The stylus pen 110 includes a main body 111 and a tip 112, and may be configured to enable both digital writing and analog writing. For example, the stylus pen 110 may be implemented as any one or any combination of the above-described electromagnetic resonance (EMR) type, active electrostatic type, resistive type, and capacitive type, and may input data to the electronic device 120 by directly or indirectly touching the touch screen of the electronic device 120 (digital writing). Further, the tip 112 of the stylus pen 110 may be made of a material for writing letters or characters on paper and the like, so that the stylus pen 110 may be used to write letters or characters on paper and the like by directly touching the paper and the like (analog writing). To this end, the tip 112 may be made of any one or any combination of a metal-oxide alloy, a graphite-containing polymer, and the like.

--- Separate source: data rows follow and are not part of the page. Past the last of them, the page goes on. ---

use super::StoreError;

/// Top-level error for every forget table operation.
#[derive(Debug, thiserror::Error)]
pub enum ForgetError {
    #[error("collection not found: {name}")]
    NotFound { name: String },

    #[error("invalid argument: {reason}")]
    InvalidArgument { reason: String },

    #[error("store unavailable: {0}")]
    StoreUnavailable(StoreError),

    #[error("timed out during {operation} after {timeout_ms}ms")]
    Timeout { operation: String, timeout_ms: u32 },

    #[error("{name} lost to a concurrent decay {attempts} times")]
    DecayConflict { name: String, attempts: u32 },

    #[error("configuration error: {0}")]
    ConfigError(String),

    #[error("corrupt metadata at {key}: {value:?}")]
    CorruptMetadata { key: String, value: String },
}

impl ForgetError {
    pub fn invalid(reason: impl Into<String>) -> Self {
        Self::InvalidArgument {
            reason: reason.into(),
        }
    }

    pub fn not_found(name: impl Into<String>) -> Self {
        Self::NotFound { name: name.into() }
    }

    /// True for failures that came from the backing store rather than the caller.
    pub fn is_store_failure(&self) -> bool {
        matches!(self, Self::StoreUnavailable(_) | Self::Timeout { .. })
    }
}

impl From<StoreError> for ForgetError {
    fn from(err: StoreError) -> Self {
        match err {
            StoreError::Busy {
                operation,
                timeout_ms,
            } => Self::Timeout {
                operation,
                timeout_ms,
            },
            other => Self::StoreUnavailable(other),
        }
    }
}
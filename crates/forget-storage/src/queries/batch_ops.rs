//! All-or-nothing execution of a [`StoreOp`] list.

use rusqlite::{Connection, TransactionBehavior};

use forget_core::traits::{BatchOutcome, StoreOp};

use super::{kv_ops, sorted_set_ops};

/// Run `ops` inside one immediate transaction.
///
/// `Expect` guards are checked in order against the transaction's view; the
/// first mismatch rolls everything back and reports a conflict.
pub fn apply(conn: &mut Connection, ops: &[StoreOp]) -> rusqlite::Result<BatchOutcome> {
    let tx = conn.transaction_with_behavior(TransactionBehavior::Immediate)?;

    for op in ops {
        match op {
            StoreOp::Expect { key, value } => {
                let current = kv_ops::get(&tx, key)?;
                if current.as_deref() != value.as_deref() {
                    tx.rollback()?;
                    return Ok(BatchOutcome::Conflict { key: key.clone() });
                }
            }
            StoreOp::Set { key, value } => kv_ops::set(&tx, key, value)?,
            StoreOp::Increment {
                set,
                member,
                amount,
            } => {
                sorted_set_ops::increment(&tx, set, member, *amount)?;
            }
            StoreOp::ScaleScores { set, factor } => {
                sorted_set_ops::scale_scores(&tx, set, *factor)?;
            }
            StoreOp::RemoveRangeByScore { set, min, max } => {
                sorted_set_ops::remove_range_by_score(&tx, set, *min, *max)?;
            }
        }
    }

    tx.commit()?;
    Ok(BatchOutcome::Applied { ops: ops.len() })
}
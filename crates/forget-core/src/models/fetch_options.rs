use chrono::{DateTime, Utc};

/// Options shared by bulk and single-bin fetches.
#[derive(Debug, Clone, Copy, PartialEq)]
pub struct FetchOptions {
    /// Maximum number of bins returned. `None` returns everything.
    pub limit: Option<usize>,
    /// Decay the collection before reading.
    pub decay: bool,
    /// Scrub near-zero bins before reading.
    pub scrub: bool,
    /// Decay target. `None` means the wall clock at call time.
    pub at: Option<DateTime<Utc>>,
}

impl Default for FetchOptions {
    fn default() -> Self {
        Self {
            limit: None,
            decay: true,
            scrub: true,
            at: None,
        }
    }
}

impl FetchOptions {
    /// Read the stored scores as they are, without decay or scrub.
    pub fn raw() -> Self {
        Self {
            decay: false,
            scrub: false,
            ..Self::default()
        }
    }

    pub fn with_limit(mut self, limit: usize) -> Self {
        self.limit = Some(limit);
        self
    }

    pub fn at(mut self, at: DateTime<Utc>) -> Self {
        self.at = Some(at);
        self
    }

    pub fn resolve_at(&self) -> DateTime<Utc> {
        self.at.unwrap_or_else(Utc::now)
    }
}
pub mod bin_scores;
pub mod collection_meta;
pub mod fetch_options;
pub mod trend_score;

pub use bin_scores::BinScores;
pub use collection_meta::CollectionMeta;
pub use fetch_options::FetchOptions;
pub use trend_score::TrendScore;
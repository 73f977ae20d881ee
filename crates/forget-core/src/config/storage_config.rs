use std::path::PathBuf;

use serde::{Deserialize, Serialize};

use super::defaults;

/// Where counters and collection metadata are persisted, and how the SQLite
/// connections behind them are tuned.
#[derive(Debug, Clone, Serialize, Deserialize)]
#[serde(default)]
pub struct StorageConfig {
    /// SQLite file holding every collection.
    pub db_path: String,
    /// WAL lets readers fetch while a decay batch is committing.
    pub wal_mode: bool,
    /// SQLite `cache_size` pragma; negative values are KiB.
    pub cache_size: i64,
    /// How long a writer waits on a locked database before `Timeout`.
    pub busy_timeout_ms: u32,
    /// Read-only connections for fetches. Ignored for in-memory stores.
    pub read_pool_size: usize,
}

impl StorageConfig {
    pub fn db_path_buf(&self) -> PathBuf {
        PathBuf::from(&self.db_path)
    }
}

impl Default for StorageConfig {
    fn default() -> Self {
        Self {
            db_path: defaults::DEFAULT_DB_FILENAME.to_string(),
            wal_mode: defaults::DEFAULT_WAL_MODE,
            cache_size: defaults::DEFAULT_CACHE_SIZE,
            busy_timeout_ms: defaults::DEFAULT_BUSY_TIMEOUT_MS,
            read_pool_size: defaults::DEFAULT_READ_POOL_SIZE,
        }
    }
}
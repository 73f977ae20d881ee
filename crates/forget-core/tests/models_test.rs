use chrono::{Duration, TimeZone, Utc};
use forget_core::constants;
use forget_core::models::*;

#[test]
fn bin_scores_keep_insertion_order() {
    let scores: BinScores = vec![("b".to_string(), 3.0), ("a".to_string(), 1.0)]
        .into_iter()
        .collect();
    let bins: Vec<&str> = scores.bins().collect();
    assert_eq!(bins, vec!["b", "a"]);
    assert_eq!(scores.get("a"), Some(1.0));
    assert_eq!(scores.get("missing"), None);
}

#[test]
fn bin_scores_truncate_and_convert() {
    let mut scores = BinScores::new(vec![
        ("x".to_string(), 3.0),
        ("y".to_string(), 2.0),
        ("z".to_string(), 1.0),
    ]);
    scores.truncate(2);
    assert_eq!(scores.len(), 2);
    assert!(!scores.contains("z"));

    let map = scores.into_map();
    assert_eq!(map.get("x"), Some(&3.0));
    assert_eq!(map.len(), 2);
}

#[test]
fn collection_meta_keeps_lifetime_in_whole_seconds() {
    let meta = CollectionMeta::new("hits", Duration::days(7), Utc::now());
    assert_eq!(meta.lifetime(), Duration::days(7));
    assert_eq!(meta.lifetime_secs, 604_800);
}

#[test]
fn collection_meta_serializes_with_rfc3339_timestamp() {
    let at = Utc.with_ymd_and_hms(2024, 1, 2, 3, 4, 5).unwrap();
    let meta = CollectionMeta::new("hits", Duration::seconds(60), at);
    let json = serde_json::to_value(&meta).unwrap();
    assert_eq!(json["lifetime_secs"], 60);
    assert_eq!(json["last_decayed"], "2024-01-02T03:04:05Z");
}

#[test]
fn trend_score_distinguishes_missing_baseline_from_zero() {
    assert_eq!(TrendScore::Normalized(0.0).value(), Some(0.0));
    assert_eq!(TrendScore::NoBaseline.value(), None);
    assert_ne!(TrendScore::Normalized(0.0), TrendScore::NoBaseline);
}

#[test]
fn fetch_options_default_decays_and_scrubs_everything() {
    let opts = FetchOptions::default();
    assert_eq!(opts.limit, None);
    assert!(opts.decay);
    assert!(opts.scrub);

    let raw = FetchOptions::raw().with_limit(5);
    assert!(!raw.decay && !raw.scrub);
    assert_eq!(raw.limit, Some(5));
}

#[test]
fn fetch_options_pinned_clock_wins() {
    let at = Utc.with_ymd_and_hms(2020, 6, 1, 0, 0, 0).unwrap();
    assert_eq!(FetchOptions::default().at(at).resolve_at(), at);
}

#[test]
fn derived_key_names() {
    assert_eq!(constants::baseline_name("trending"), "trending_2t");
    assert_eq!(constants::lifetime_key("trending"), "trending:lifetime");
    assert_eq!(constants::last_decayed_key("trending"), "trending:last_decayed");
}
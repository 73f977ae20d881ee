//! # forget-decay
//!
//! Decaying counter collections and the trend normalizer built on them.
//! A collection keeps one score per bin plus a lifetime and a last-decay
//! timestamp; scores are decayed lazily, all at once, when read.
//! A trend divides a fast primary collection by a baseline with twice the
//! lifetime, turning raw counts into "how hot is this right now".

pub mod collection;
pub mod formula;
mod metadata;
pub mod normalizer;

pub use collection::{DecayReport, DecayingCounterCollection};
pub use normalizer::{IncrementReport, TrendNormalizer};
use forget_core::config::ObservabilityConfig;
use forget_observability::{events, init_tracing};

#[test]
fn second_init_keeps_existing_subscriber() {
    let config = ObservabilityConfig {
        log_level: "debug".into(),
        json_output: false,
    };
    // Another test in this binary may have won the race; either way the
    // second call must report that a subscriber is already installed.
    let _ = init_tracing(&config);
    assert!(!init_tracing(&config));
}

#[test]
fn events_emit_without_a_subscriber() {
    events::collection_created("hits", 604_800, "2024-01-01T00:00:00Z");
    events::collection_reified("hits", 604_800);
    events::decay_applied("hits", 3600.0, 0.99);
    events::bins_scrubbed("hits", 0, 1e-4);
    events::bins_scrubbed("hits", 2, 1e-4);
    events::stale_increment_dropped("hits", "home", "t0", "t1");
    events::decay_conflict("hits", 1);
}
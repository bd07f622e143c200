//! Per-object extent maps and the interval algorithms that maintain them.
//!
//! An [`Object`] is a sorted map of non-overlapping [`BufferHead`]s keyed
//! by start offset. All mutations that touch byte accounting or recency
//! lists go through [`CacheState`] so that counters, LRU membership and
//! the extent map never drift apart.

use crate::completion::Waiter;
use crate::{CacheState, EXPECT_BH, EXPECT_OB};
use obc_error::CacheError;
use obc_types::{ObjectKey, SetId, SnapContext, TxnId};
use std::collections::BTreeMap;
use std::time::{Instant, SystemTime};
use tracing::trace;

/// Lifecycle state of one cached extent.
///
/// Exactly one state at a time; `Rx` and `Tx` each correspond to a single
/// in-flight backend operation and are therefore never merged.
#[derive(Debug, Clone, Copy, PartialEq, Eq)]
pub enum BhState {
    /// Known gap with no read issued yet. Only transiently observable:
    /// created by `map_read`/`map_write` and converted before the
    /// operation returns.
    Missing,
    /// Backed by data that matches the backing store.
    Clean,
    /// Known-zero range (object absent or hole in a complete object).
    Zero,
    /// Locally modified, not yet submitted.
    Dirty,
    /// Write submitted, commit outstanding.
    Tx,
    /// Read submitted, reply outstanding.
    Rx,
    /// A read against this range failed; carries the error.
    Error,
}

impl BhState {
    pub(crate) fn is_dirty_or_tx(self) -> bool {
        matches!(self, BhState::Dirty | BhState::Tx)
    }

    /// Whether a read can be served from this extent without waiting.
    pub(crate) fn is_readable(self) -> bool {
        matches!(
            self,
            BhState::Clean | BhState::Dirty | BhState::Tx | BhState::Zero
        )
    }

    pub(crate) fn name(self) -> &'static str {
        match self {
            BhState::Missing => "missing",
            BhState::Clean => "clean",
            BhState::Zero => "zero",
            BhState::Dirty => "dirty",
            BhState::Tx => "tx",
            BhState::Rx => "rx",
            BhState::Error => "error",
        }
    }
}

/// Address of one BufferHead in the arena: owning object plus start
/// offset. Starts never mutate after insertion (splits create, merges
/// consume), so a location is stable for the extent's lifetime.
#[derive(Debug, Clone, PartialEq, Eq, PartialOrd, Ord)]
pub(crate) struct BhLoc {
    pub ob: ObjectKey,
    pub start: u64,
}

impl BhLoc {
    pub(crate) fn new(ob: &ObjectKey, start: u64) -> Self {
        Self {
            ob: ob.clone(),
            start,
        }
    }
}

/// One contiguous cached extent of an object.
#[derive(Debug)]
pub(crate) struct BufferHead {
    pub start: u64,
    pub len: u64,
    pub state: BhState,
    /// Payload; length equals `len` for Clean/Dirty/Tx, empty otherwise.
    pub data: Vec<u8>,
    /// Read waiters keyed by the offset the waiter originally asked for.
    /// Every key satisfies `start <= key < start + len`.
    pub waiters: BTreeMap<u64, Vec<Waiter>>,
    pub last_write_tid: TxnId,
    /// Monotonic timestamp of the last local write; drives flush aging.
    pub last_write: Instant,
    /// Wall-clock mtime forwarded to the backend on writeback.
    pub mtime: SystemTime,
    pub snapc: SnapContext,
    pub error: Option<CacheError>,
}

impl BufferHead {
    pub(crate) fn new(start: u64, len: u64) -> Self {
        Self {
            start,
            len,
            state: BhState::Missing,
            data: Vec::new(),
            waiters: BTreeMap::new(),
            last_write_tid: TxnId(0),
            last_write: Instant::now(),
            mtime: SystemTime::now(),
            snapc: SnapContext::default(),
            error: None,
        }
    }

    pub(crate) fn end(&self) -> u64 {
        self.start + self.len
    }

    /// Materialize the payload at full span, zero-filling what is not
    /// there yet. Used when an extent without backing bytes (gap, zero,
    /// superseded rx) is about to absorb write data.
    pub(crate) fn ensure_payload(&mut self) {
        if self.data.len() as u64 != self.len {
            self.data.resize(self.len as usize, 0);
        }
    }
}

/// Snapshot of one extent for external inspection and tests.
#[derive(Debug, Clone, PartialEq, Eq)]
pub struct ExtentInfo {
    pub start: u64,
    pub len: u64,
    pub state: BhState,
    pub last_write_tid: TxnId,
}

/// A cached object: extent map plus backing-store knowledge flags.
#[derive(Debug)]
pub(crate) struct Object {
    pub key: ObjectKey,
    pub set: SetId,
    pub data: BTreeMap<u64, BufferHead>,
    /// The object exists on the backing store (assumed until an ENOENT
    /// reply proves otherwise).
    pub exists: bool,
    /// Every byte range not covered by an extent is known to be zero.
    pub complete: bool,
    /// Bytes in Dirty or Tx extents.
    pub dirty_or_tx: u64,
    pub last_write_tid: TxnId,
    pub last_commit_tid: TxnId,
    /// Commit waiters keyed by the transaction id they wait for.
    pub waitfor_commit: BTreeMap<TxnId, Vec<Waiter>>,
}

impl Object {
    pub(crate) fn new(key: ObjectKey, set: SetId) -> Self {
        Self {
            key,
            set,
            data: BTreeMap::new(),
            exists: true,
            complete: false,
            dirty_or_tx: 0,
            last_write_tid: TxnId(0),
            last_commit_tid: TxnId(0),
            waitfor_commit: BTreeMap::new(),
        }
    }

    /// Start key of the first extent overlapping `off`, or of the first
    /// extent past it.
    pub(crate) fn lower_bound_start(&self, off: u64) -> Option<u64> {
        if let Some((&s, bh)) = self.data.range(..=off).next_back() {
            if bh.end() > off {
                return Some(s);
            }
        }
        self.data.range(off..).next().map(|(&s, _)| s)
    }

    /// Whether `[off, off + len)` is fully covered by extents (any state).
    pub(crate) fn is_cached(&self, off: u64, len: u64) -> bool {
        let mut cur = off;
        let mut left = len;
        while left > 0 {
            match self.lower_bound_start(cur) {
                Some(s) if s <= cur => {
                    let bh = &self.data[&s];
                    let span = (bh.end() - cur).min(left);
                    cur += span;
                    left -= span;
                }
                _ => return false,
            }
        }
        true
    }

    pub(crate) fn can_close(&self) -> bool {
        self.data.is_empty() && self.waitfor_commit.is_empty()
    }
}

/// Classification of one read extent against an object's map.
#[derive(Debug, Default)]
pub(crate) struct ReadClass {
    /// Cursor offset -> start of the readable extent serving it.
    pub hits: BTreeMap<u64, u64>,
    /// (cursor offset, extent start) pairs awaiting a read submission.
    pub missing: Vec<(u64, u64)>,
    /// (cursor offset, extent start) pairs with a read already in flight.
    pub rx: Vec<(u64, u64)>,
    /// (cursor offset, extent start) pairs that previously failed.
    pub errors: Vec<(u64, u64)>,
}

When a user places paper on the full area or a portion of the touch screen of the electronic device 120, the electronic device 120 may sense the paper and may automatically generate a digital copy. Here, the function of generating the digital copy may refer to a function of generating digital data, which is performed in such a manner that when a user places paper on the touch screen of the electronic device 120 and writes letters or characters or draws pictures on the paper, digital data (hereinafter referred to as a digital copy) of the same letters, characters, or pictures on the paper are generated.
In one embodiment, when a user places paper on the full area or a portion of the touch screen of the electronic device 120, the electronic device 120 may sense the paper and may automatically execute an application (e.g., a note application, a letter tracing application, a drawing application, a picture tracing application, etc.), and may adjust brightness of the touch screen so that any one or any combination of note lines, letters, pictures, and the like displayed on the touch screen may be shown through the paper. Further, when a user writes letters or draws pictures on paper placed on the full area or a portion of the touch screen, the electronic device 120 may generate a digital copy corresponding thereto, and may store the generated digital copy.
FIG. 2 is a block diagram illustrating an example of a digital copy generating system implemented as an electromagnetic resonance (EMR) type. The digital copy generating system 200 of FIG. 2 may be an example of the digital copy generating system 100 of FIG. 1.
Referring to FIG. 2, the digital copy generating system 200 of an electromagnetic resonance (EMR) type includes a stylus pen 210 and an electronic device 220.
The stylus pen 210 includes a tip 211, a contact pressure measurer 212, a communicator 213, a power receiver 214, a tip storage 215. Here, the contact pressure measurer 212, the communicator 213, the power receiver 214, and the tip storage 215 may be mounted or provided in the main body 111 of FIG. 1.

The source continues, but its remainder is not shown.